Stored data
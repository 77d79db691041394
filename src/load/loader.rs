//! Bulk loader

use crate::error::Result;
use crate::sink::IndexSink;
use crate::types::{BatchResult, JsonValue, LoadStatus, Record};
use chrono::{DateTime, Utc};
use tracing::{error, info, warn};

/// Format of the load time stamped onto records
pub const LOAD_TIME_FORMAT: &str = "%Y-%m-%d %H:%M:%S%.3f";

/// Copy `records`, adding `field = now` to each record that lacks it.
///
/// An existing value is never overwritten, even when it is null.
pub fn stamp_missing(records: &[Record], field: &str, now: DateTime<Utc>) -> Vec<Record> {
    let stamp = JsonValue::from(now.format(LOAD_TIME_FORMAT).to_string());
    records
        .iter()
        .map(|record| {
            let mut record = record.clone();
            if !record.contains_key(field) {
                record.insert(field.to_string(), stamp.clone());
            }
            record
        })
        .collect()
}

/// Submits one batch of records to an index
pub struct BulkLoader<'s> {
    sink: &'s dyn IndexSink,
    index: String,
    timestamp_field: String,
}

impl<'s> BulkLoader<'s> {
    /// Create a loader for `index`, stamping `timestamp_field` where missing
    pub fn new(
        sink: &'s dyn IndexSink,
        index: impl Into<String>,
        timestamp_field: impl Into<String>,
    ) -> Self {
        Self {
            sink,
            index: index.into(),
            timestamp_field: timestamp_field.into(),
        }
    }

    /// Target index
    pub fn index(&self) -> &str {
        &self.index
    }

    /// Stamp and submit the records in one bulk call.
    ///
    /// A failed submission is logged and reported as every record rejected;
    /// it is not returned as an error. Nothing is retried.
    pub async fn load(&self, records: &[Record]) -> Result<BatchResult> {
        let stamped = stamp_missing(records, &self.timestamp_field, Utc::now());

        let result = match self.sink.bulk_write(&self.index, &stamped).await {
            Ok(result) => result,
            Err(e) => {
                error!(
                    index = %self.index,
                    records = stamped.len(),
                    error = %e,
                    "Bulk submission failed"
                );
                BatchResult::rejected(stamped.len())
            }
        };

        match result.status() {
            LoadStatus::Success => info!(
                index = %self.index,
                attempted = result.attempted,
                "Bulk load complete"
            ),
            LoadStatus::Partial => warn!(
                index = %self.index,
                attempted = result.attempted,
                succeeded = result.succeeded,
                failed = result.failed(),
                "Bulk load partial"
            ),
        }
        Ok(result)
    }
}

* * *

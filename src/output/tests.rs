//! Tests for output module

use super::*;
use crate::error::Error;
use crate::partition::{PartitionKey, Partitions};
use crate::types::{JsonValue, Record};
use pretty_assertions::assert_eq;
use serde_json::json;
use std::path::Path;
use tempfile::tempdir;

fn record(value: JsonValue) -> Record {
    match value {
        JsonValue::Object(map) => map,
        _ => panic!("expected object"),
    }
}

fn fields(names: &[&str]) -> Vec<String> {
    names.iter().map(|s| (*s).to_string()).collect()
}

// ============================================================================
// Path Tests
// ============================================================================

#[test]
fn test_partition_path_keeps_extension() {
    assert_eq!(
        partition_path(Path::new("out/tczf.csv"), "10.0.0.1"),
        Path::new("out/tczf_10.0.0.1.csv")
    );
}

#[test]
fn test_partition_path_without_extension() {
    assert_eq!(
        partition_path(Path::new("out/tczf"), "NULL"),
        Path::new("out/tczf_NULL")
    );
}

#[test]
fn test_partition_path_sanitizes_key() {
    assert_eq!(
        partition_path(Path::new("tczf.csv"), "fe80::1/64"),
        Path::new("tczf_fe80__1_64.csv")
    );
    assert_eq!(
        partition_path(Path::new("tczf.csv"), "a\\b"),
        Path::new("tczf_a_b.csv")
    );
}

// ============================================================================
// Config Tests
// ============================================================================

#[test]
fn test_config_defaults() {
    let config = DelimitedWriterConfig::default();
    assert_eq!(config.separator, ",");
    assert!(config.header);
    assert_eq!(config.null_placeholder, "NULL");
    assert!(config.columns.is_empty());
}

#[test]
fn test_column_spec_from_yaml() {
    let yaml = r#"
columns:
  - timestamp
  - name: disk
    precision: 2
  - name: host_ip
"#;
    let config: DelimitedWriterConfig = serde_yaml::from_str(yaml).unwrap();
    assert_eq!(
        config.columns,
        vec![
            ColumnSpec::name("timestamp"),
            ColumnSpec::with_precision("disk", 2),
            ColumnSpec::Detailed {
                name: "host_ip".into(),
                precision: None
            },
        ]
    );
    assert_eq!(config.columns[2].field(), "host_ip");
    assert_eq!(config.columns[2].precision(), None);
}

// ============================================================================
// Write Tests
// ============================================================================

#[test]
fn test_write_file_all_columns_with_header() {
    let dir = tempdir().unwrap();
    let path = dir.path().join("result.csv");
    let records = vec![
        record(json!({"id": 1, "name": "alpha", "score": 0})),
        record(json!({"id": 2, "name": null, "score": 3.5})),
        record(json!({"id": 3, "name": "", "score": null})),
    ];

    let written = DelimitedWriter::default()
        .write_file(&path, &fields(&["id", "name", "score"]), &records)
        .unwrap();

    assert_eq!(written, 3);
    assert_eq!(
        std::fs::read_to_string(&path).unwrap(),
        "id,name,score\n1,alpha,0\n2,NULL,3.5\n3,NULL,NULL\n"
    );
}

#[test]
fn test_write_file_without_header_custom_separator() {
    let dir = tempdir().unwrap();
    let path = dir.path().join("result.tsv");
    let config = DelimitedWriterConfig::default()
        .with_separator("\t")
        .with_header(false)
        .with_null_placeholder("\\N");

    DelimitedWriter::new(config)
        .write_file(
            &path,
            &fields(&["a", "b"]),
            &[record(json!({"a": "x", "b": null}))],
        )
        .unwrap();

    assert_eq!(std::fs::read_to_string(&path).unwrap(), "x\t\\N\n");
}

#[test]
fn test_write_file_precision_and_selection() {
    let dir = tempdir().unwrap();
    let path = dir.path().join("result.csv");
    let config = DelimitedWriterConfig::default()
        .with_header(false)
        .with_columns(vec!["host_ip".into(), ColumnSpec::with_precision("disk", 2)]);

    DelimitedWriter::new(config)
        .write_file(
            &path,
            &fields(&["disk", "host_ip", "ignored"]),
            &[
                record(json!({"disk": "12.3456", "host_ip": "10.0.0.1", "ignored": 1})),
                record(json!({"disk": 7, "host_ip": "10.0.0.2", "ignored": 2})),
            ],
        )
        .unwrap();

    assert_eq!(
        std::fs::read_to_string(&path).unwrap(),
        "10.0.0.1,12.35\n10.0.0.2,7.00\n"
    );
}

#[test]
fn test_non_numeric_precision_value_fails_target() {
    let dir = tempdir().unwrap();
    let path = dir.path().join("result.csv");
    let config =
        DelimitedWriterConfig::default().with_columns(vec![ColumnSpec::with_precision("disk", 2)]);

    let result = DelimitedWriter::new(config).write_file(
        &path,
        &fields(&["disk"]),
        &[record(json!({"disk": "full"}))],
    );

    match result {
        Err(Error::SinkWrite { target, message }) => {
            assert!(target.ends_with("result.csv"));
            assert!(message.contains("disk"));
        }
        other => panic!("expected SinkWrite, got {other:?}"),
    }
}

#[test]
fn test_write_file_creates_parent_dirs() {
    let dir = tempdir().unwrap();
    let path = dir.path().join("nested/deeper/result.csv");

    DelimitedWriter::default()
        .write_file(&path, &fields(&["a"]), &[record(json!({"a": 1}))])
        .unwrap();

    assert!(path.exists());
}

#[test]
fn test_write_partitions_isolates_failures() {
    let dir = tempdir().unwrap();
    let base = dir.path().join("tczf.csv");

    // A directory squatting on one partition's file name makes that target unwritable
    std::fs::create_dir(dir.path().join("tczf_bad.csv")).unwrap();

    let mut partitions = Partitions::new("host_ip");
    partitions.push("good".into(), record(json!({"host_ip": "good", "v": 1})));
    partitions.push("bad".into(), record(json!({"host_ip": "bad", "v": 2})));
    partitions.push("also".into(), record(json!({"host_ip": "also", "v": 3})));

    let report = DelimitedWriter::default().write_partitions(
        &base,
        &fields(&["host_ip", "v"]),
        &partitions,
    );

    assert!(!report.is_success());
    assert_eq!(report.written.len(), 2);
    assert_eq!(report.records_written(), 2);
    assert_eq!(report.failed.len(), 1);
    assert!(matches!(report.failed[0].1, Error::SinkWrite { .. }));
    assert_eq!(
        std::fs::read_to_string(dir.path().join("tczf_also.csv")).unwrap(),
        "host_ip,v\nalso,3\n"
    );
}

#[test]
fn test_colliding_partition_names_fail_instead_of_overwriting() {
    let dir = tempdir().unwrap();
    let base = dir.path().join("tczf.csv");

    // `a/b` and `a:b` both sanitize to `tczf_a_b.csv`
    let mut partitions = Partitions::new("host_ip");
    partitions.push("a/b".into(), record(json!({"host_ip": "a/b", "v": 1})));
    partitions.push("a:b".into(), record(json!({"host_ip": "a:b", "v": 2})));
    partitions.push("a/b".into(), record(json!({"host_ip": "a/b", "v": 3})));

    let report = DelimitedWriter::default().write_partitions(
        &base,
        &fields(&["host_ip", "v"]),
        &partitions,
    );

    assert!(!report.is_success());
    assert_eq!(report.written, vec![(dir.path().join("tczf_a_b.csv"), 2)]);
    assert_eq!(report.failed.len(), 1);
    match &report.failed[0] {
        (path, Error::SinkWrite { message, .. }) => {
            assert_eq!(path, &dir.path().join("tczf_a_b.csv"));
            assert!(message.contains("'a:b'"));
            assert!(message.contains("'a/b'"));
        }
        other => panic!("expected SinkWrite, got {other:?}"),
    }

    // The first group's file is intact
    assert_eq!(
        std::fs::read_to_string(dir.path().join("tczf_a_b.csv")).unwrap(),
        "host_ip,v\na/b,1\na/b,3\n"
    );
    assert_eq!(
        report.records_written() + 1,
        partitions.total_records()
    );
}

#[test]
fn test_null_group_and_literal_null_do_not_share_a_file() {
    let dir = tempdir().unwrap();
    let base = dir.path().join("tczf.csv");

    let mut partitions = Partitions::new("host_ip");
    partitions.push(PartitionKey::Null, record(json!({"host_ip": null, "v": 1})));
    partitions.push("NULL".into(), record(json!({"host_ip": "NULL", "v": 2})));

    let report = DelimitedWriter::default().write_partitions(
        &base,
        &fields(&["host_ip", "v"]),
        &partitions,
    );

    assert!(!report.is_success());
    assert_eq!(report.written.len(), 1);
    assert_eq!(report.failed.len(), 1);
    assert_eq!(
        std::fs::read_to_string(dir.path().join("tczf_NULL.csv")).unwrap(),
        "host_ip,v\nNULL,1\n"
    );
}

* * *

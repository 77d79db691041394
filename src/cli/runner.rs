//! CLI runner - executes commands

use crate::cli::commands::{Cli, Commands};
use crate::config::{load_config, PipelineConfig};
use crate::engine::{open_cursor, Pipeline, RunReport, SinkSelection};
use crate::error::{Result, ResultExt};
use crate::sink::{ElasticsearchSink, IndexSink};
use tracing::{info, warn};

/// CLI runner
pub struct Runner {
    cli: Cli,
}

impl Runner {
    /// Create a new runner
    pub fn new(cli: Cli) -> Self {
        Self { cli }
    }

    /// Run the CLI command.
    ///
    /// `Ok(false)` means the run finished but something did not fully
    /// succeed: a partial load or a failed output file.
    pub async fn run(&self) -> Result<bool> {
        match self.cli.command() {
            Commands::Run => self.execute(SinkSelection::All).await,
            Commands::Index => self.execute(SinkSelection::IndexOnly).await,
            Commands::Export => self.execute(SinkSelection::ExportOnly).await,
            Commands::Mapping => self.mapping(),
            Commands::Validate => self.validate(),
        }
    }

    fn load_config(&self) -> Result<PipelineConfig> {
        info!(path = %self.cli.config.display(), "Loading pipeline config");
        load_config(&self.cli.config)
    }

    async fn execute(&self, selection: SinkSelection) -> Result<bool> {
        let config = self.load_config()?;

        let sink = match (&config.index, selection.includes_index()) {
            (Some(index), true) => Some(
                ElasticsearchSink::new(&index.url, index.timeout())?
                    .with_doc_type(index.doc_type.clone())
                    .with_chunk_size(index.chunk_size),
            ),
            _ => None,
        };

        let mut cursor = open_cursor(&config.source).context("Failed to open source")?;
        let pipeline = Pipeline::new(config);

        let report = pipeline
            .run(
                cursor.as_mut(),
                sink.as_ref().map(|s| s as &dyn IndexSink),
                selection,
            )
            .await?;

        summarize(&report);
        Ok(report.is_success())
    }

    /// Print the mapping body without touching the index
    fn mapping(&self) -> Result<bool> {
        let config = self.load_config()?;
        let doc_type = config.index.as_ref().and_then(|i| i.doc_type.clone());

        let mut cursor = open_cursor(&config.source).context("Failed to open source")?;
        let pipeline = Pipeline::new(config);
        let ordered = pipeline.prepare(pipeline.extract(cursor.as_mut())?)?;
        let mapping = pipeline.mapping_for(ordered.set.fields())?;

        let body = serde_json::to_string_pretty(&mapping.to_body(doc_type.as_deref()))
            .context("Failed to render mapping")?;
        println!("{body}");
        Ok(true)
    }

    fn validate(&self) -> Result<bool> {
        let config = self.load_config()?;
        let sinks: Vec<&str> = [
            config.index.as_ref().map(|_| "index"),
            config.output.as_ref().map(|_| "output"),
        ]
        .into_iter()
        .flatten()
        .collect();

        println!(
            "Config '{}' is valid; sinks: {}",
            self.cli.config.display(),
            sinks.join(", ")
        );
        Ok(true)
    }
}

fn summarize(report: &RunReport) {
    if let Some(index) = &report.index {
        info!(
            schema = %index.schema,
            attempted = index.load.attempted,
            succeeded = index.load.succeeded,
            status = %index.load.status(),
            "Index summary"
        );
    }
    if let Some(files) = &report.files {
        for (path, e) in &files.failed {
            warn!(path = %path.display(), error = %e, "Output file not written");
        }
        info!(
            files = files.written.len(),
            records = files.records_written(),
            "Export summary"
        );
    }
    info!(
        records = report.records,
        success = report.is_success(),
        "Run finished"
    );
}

(Activity): Filter the records above for the string "that" and copy each matching line.

(Written response):
/// Copy `records`, adding `field = now` to each record that lacks it.
    // A directory squatting on one partition's file name makes that target unwritable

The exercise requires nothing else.